The final speaker of the day, Kathleen Zackowski, Ph.D., OTR, from Kennedy Krieger Institute and Johns Hopkins University, discussed current research on the relationships between conventional as well as novel MRI measures such as magnetization transfer (MT) and diffusion tensor imaging (DTI) with instrumented measures of specific impairments as well as balance and gait changes. She noted that the use of MT and DTI in MS has been growing. These methods allow for a noninvasive evaluation of white matter that is especially useful in diseases where myelin and axonal integrity are disrupted [2630]. MT indirectly assesses the status of water protons associated with macromolecular structures in tissues such as myelin and is especially useful for studying white matter integrity because white matter has such a high myelin content [31]. However, MT can sensitively quantify white and gray matter abnormalities in both brain and spinal cord [3234]. DTI-derived indices are sensitive to macroscopic and microscopic tissue disruption and appear to have higher specificity than conventional imaging for areas affected by MS pathology [35]. Using tractography, DTI can define the approximate anatomy of individual white matter tracts within the brain and spinal cord [36]. DTI can identify abnormal values of MRI indices in specific white matter tracts that may underlie clinical disability in MS, and the integration of information derived from other imaging sequences, such as MT, can increase pathologic specificity [34, 37]. DTI abnormalities in the corticospinal tract have been shown to correlate with weakness in MS [38]. These advanced MRI measures may be able to detect and quantify subtle subclinical changes in function impacted by neurorehabilitation and link these with disease pathology.

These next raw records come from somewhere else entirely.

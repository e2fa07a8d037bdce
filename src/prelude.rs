// Copyright 2025 Lablup Inc. and Jeongkyu Shin
//
// Licensed under the Apache License, Version 2.0 (the "License");
// you may not use this file except in compliance with the License.
// You may obtain a copy of the License at
//
//     http://www.apache.org/licenses/LICENSE-2.0
//
// Unless required by applicable law or agreed to in writing, software
// distributed under the License is distributed on an "AS IS" BASIS,
// WITHOUT WARRANTIES OR CONDITIONS OF ANY KIND, either express or implied.
// See the License for the specific language governing permissions and
// limitations under the License.

//! The bat-observe prelude.
//!
//! ```rust
//! use bat_observe::prelude::*;
//! ```

// Error types
pub use crate::error::{Error, Result};

// Configuration
pub use crate::config::{AppConfig, PollConfig};

// Collaborator seams
pub use crate::control_plane::{CliRunner, CommandRunner, RunOutput};
pub use crate::ssh::{OpenSshTransport, SecureShell, SshAuth, SshOptions, SshRequest};

// Observers and inspectors
pub use crate::archive::{find_log_bundle, ArchiveEntry, ArchiveInspector};
pub use crate::disk::{DiskInspector, DiskRecord};
pub use crate::parsing::{parse_table, TableParser, TableRecord};
pub use crate::ssh::RemoteExecutor;
pub use crate::vm::{VmObserver, VmRecord};
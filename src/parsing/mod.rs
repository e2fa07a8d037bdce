// Text parsing for command output: tokenizing helpers and table parsing.

pub mod common;
pub mod table;

pub use table::{parse_table, TableParser, TableRecord};
// Copyright 2025 Lablup Inc. and Jeongkyu Shin
//
// Licensed under the Apache License, Version 2.0 (the "License");
// you may not use this file except in compliance with the License.
// You may obtain a copy of the License at
//
//     http://www.apache.org/licenses/LICENSE-2.0
//
// Unless required by applicable law or agreed to in writing, software
// distributed under the License is distributed on an "AS IS" BASIS,
// WITHOUT WARRANTIES OR CONDITIONS OF ANY KIND, either express or implied.
// See the License for the specific language governing permissions and
// limitations under the License.

//! VM name and state matching.
//!
//! Listings render instance names as `<job>/<index> (<qualifier>)`. The
//! name convention assumes job names never contain literal parentheses;
//! all matching goes through these types so that can be tightened in one
//! place.

use regex::Regex;

use crate::error::{Error, Result};
use crate::vm::VmRecord;

/// Matches `^<name> \(.*\)$` against a record's name column.
#[derive(Debug, Clone)]
pub struct VmNameMatcher {
    pattern: Regex,
}

impl VmNameMatcher {
    /// `name` is taken literally; regex metacharacters in it are escaped.
    pub fn new(name: &str) -> Result<Self> {
        let pattern = Regex::new(&format!(r"^{} \(.*\)$", regex::escape(name)))
            .map_err(|e| Error::Parse(format!("invalid vm name pattern for {name:?}: {e}")))?;
        Ok(Self { pattern })
    }

    pub fn matches_name(&self, vm_name: &str) -> bool {
        self.pattern.is_match(vm_name)
    }

    pub fn matches(&self, vm: &VmRecord) -> bool {
        vm.name().is_some_and(|name| self.matches_name(name))
    }
}

/// Searches a record's state column for a pattern.
#[derive(Debug, Clone)]
pub struct StateMatcher {
    pattern: Regex,
}

impl StateMatcher {
    /// Compile `state` as a regex, falling back to a literal search when it
    /// is not a valid one.
    pub fn new(state: &str) -> Self {
        let pattern = Regex::new(state).unwrap_or_else(|_| {
            Regex::new(&regex::escape(state)).expect("escaped pattern is valid")
        });
        Self { pattern }
    }

    pub fn matches_state(&self, state: &str) -> bool {
        self.pattern.is_match(state)
    }

    pub fn matches(&self, vm: &VmRecord) -> bool {
        vm.state().is_some_and(|state| self.matches_state(state))
    }
}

For example, Zackowski et al. [34] demonstrated relationships between instrumented walking velocity measures and DTI and MT indices of the spinal cord in MS. New MRI techniques together with novel instrumented measures of gait and balance may also allow us to define the anatomic substrates of disability and to design specific innovative rehabilitation strategies for people with MS based on the relationships between structure and function. However, larger, more comprehensive studies using a combination of instrumented measures of walking and clinical rating scales, along with more specific MRI indices, such as those from DTI and MT, are needed.

6. Discussion

The symposium concluded with a panel discussion by all of the speakers. The panelists concurred that (1)measures of gait and balance dysfunction should be used throughout the course of MS;(2)currently, available simple clinician and self-administered measures are recommended for screening for imbalance, gait dysfunction, and fall risk; (3)self-administered measures are important for capturing the patients’ perspective of their abilities and the effectiveness of interventions; (4)more complex clinician-administered measures and instrumented measures are recommended to guide the selection and development of tailored interventions for walking and balance problems in people with MS and for precise monitoring of change in clinical trials; (5)remaining critical research needs are to identify and standardize the most scientifically valid and practically useful measures to capture the continuum of gait and balance deficits in MS and to understand the relationships between these measures.Abstracts of posters of primary research presented at this symposium were published in Winter 2011 International Journal of MS Care. The Second International Gait and Balance Symposium in MS is scheduled to be held in Portland, Oregon on October 19th and 20th 2012 and will focus on interventions for gait impairment, imbalance, and falls in people with MS.